Em toda a América Latina, antes da pandemia, apenas 19% dos cursos universitários eram ministrados online. Enquanto na Argentina esse número era bem inferior: 5,6% ofereciam essa modalidade na graduação e 3,2% na pós-graduação. “Nossos alunos não estão acostumados com a modalidade virtual, é muito provável que muitos tenham adiado o início das aulas na esperança de poder assisti-las pessoalmente, mas vendo que essa situação veio para ficar, eles se adaptaram ao novo contexto”, argumentou a secretária da UBA.

“O que a modalidade virtual faz é personalizar o ensino”, disse Nosiglia, como fator fundamental, que aos poucos vai ganhando adeptos. “Embora eu não considere que a principal causa seja a migração de estudantes das universidades privadas para as públicas, pode ser uma questão que também foi influenciada pela crise econômica que atinge com mais força determinados setores neste ano”, descreveu.

Ainda em relação à migração de alunos de institutos privados para públicas, a Universidade de Belgrano, também localizada em Buenos Aires, assegura que embora não haja aumento significativo no que se refere ao número de vagas, não há queda em relação ao ano passado. “Por enquanto os números são semelhantes, os alunos que nos escolhem buscam poder fazer intercâmbio com faculdades estrangeiras e ter seus diplomas atendidos em outros países do mundo, duas das principais características de nossa universidade”, disse Claudia Altieri, diretora de Comunicação da instituição.

Embora Altieri reconheça que houve evasão durante o primeiro semestre do ano, assim que decretou o isolamento obrigatório, ela garantiu que esses números poderiam ser reduzidos “com a formação de professores e a criação de um ‘help desk’ para orientar os alunos “, explicou.
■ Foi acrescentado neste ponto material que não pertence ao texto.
//! `Ledger` trait — the durable record of processed messages.
//!
//! One row per mailbox message, keyed by dedup key. Rows are inserted
//! once, updated exactly once with the delivery outcome, and never
//! deleted by this system.

use async_trait::async_trait;
use chrono::{DateTime, Utc};

use crate::error::DatabaseError;
use crate::mail::EmailContent;

/// Delivery outcome recorded against a ledger entry.
///
/// `Pending` only exists between insert and the synchronous dispatch
/// attempt in the same cycle.
#[derive(Debug, Clone, Copy, PartialEq, Eq)]
pub enum DeliveryStatus {
    Pending,
    Sent,
    Failed,
}

/// Field values for a new ledger row, copied from extracted content at
/// insert time. The body is retained for audit even after the source
/// message is deleted from the mailbox.
#[derive(Debug, Clone)]
pub struct NewLedgerEntry {
    pub dedup_key: String,
    pub subject: String,
    pub sender: String,
    pub recipient: String,
    pub body: String,
    pub has_images: bool,
    pub image_count: u32,
    pub received_at: DateTime<Utc>,
}

impl NewLedgerEntry {
    pub fn from_content(content: &EmailContent) -> Self {
        Self {
            dedup_key: content.dedup_key.clone(),
            subject: content.subject.clone(),
            sender: content.sender.clone(),
            recipient: content.recipient.clone(),
            body: content.body.clone(),
            has_images: !content.images.is_empty(),
            image_count: content.images.len() as u32,
            received_at: content.received_at,
        }
    }
}

/// A persisted ledger row.
#[derive(Debug, Clone)]
pub struct LedgerEntry {
    pub id: i64,
    pub dedup_key: String,
    pub subject: String,
    pub sender: String,
    pub recipient: String,
    pub body: String,
    pub has_images: bool,
    pub image_count: u32,
    pub received_at: DateTime<Utc>,
    pub processed_at: DateTime<Utc>,
    pub delivery_status: DeliveryStatus,
    pub delivered_at: Option<DateTime<Utc>>,
    pub delivery_error: Option<String>,
}

/// Backend-agnostic ledger interface. Each operation is independently
/// transactional; a failure in one never corrupts the others.
#[async_trait]
pub trait Ledger: Send + Sync {
    /// Existence check by dedup key.
    ///
    /// Fails open: an I/O error is logged and reported as `false`, since
    /// a false negative only risks one duplicate delivery attempt.
    async fn is_processed(&self, dedup_key: &str) -> bool;

    /// Constraint-checked insert. Returns the new row id, or
    /// [`DatabaseError::Duplicate`] when the dedup key is already
    /// ledgered — the unique constraint is the source of truth under
    /// races, `is_processed` is only the fast path.
    async fn save(&self, entry: &NewLedgerEntry) -> Result<i64, DatabaseError>;

    /// Record the delivery outcome for an entry inserted this cycle.
    /// [`DatabaseError::NotFound`] for an unknown id is an invariant
    /// violation, not an expected condition.
    async fn record_outcome(
        &self,
        id: i64,
        success: bool,
        error: Option<&str>,
    ) -> Result<(), DatabaseError>;

    /// Fetch an entry by dedup key, for audit queries and tests.
    async fn get_by_dedup_key(
        &self,
        dedup_key: &str,
    ) -> Result<Option<LedgerEntry>, DatabaseError>;
}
Para Catalina Nosiglia, da UBA, as mudanças mais notórias ainda estão por vir: “Espera-se que em 2021 haja um aumento das matrículas públicas, sobretudo na C.A.B.A. (Cidade Autônoma de Buenos Aires) e onde o sistema universitário privado é ampliado”, indicou. Hoje, 80% dos universitários de toda a Argentina são formados em instituições públicas, enquanto os 20% restantes o fazem na rede privada.

“O desafio da UBA será no ano que vem. O sistema de aulas online veio para ficar e não há dúvida de que é mais fácil aplicá-lo nas universidades”, disse Nosiglia . “Os professores não foram treinados para ensinar virtualmente. Este ano capacitamos 22 mil professores, enquanto em 10 anos apenas 9 mil professores buscaram se aprimorar com as ferramentas virtuais ”, explicou, “e essas mudanças vieram para ficar”, concluiu.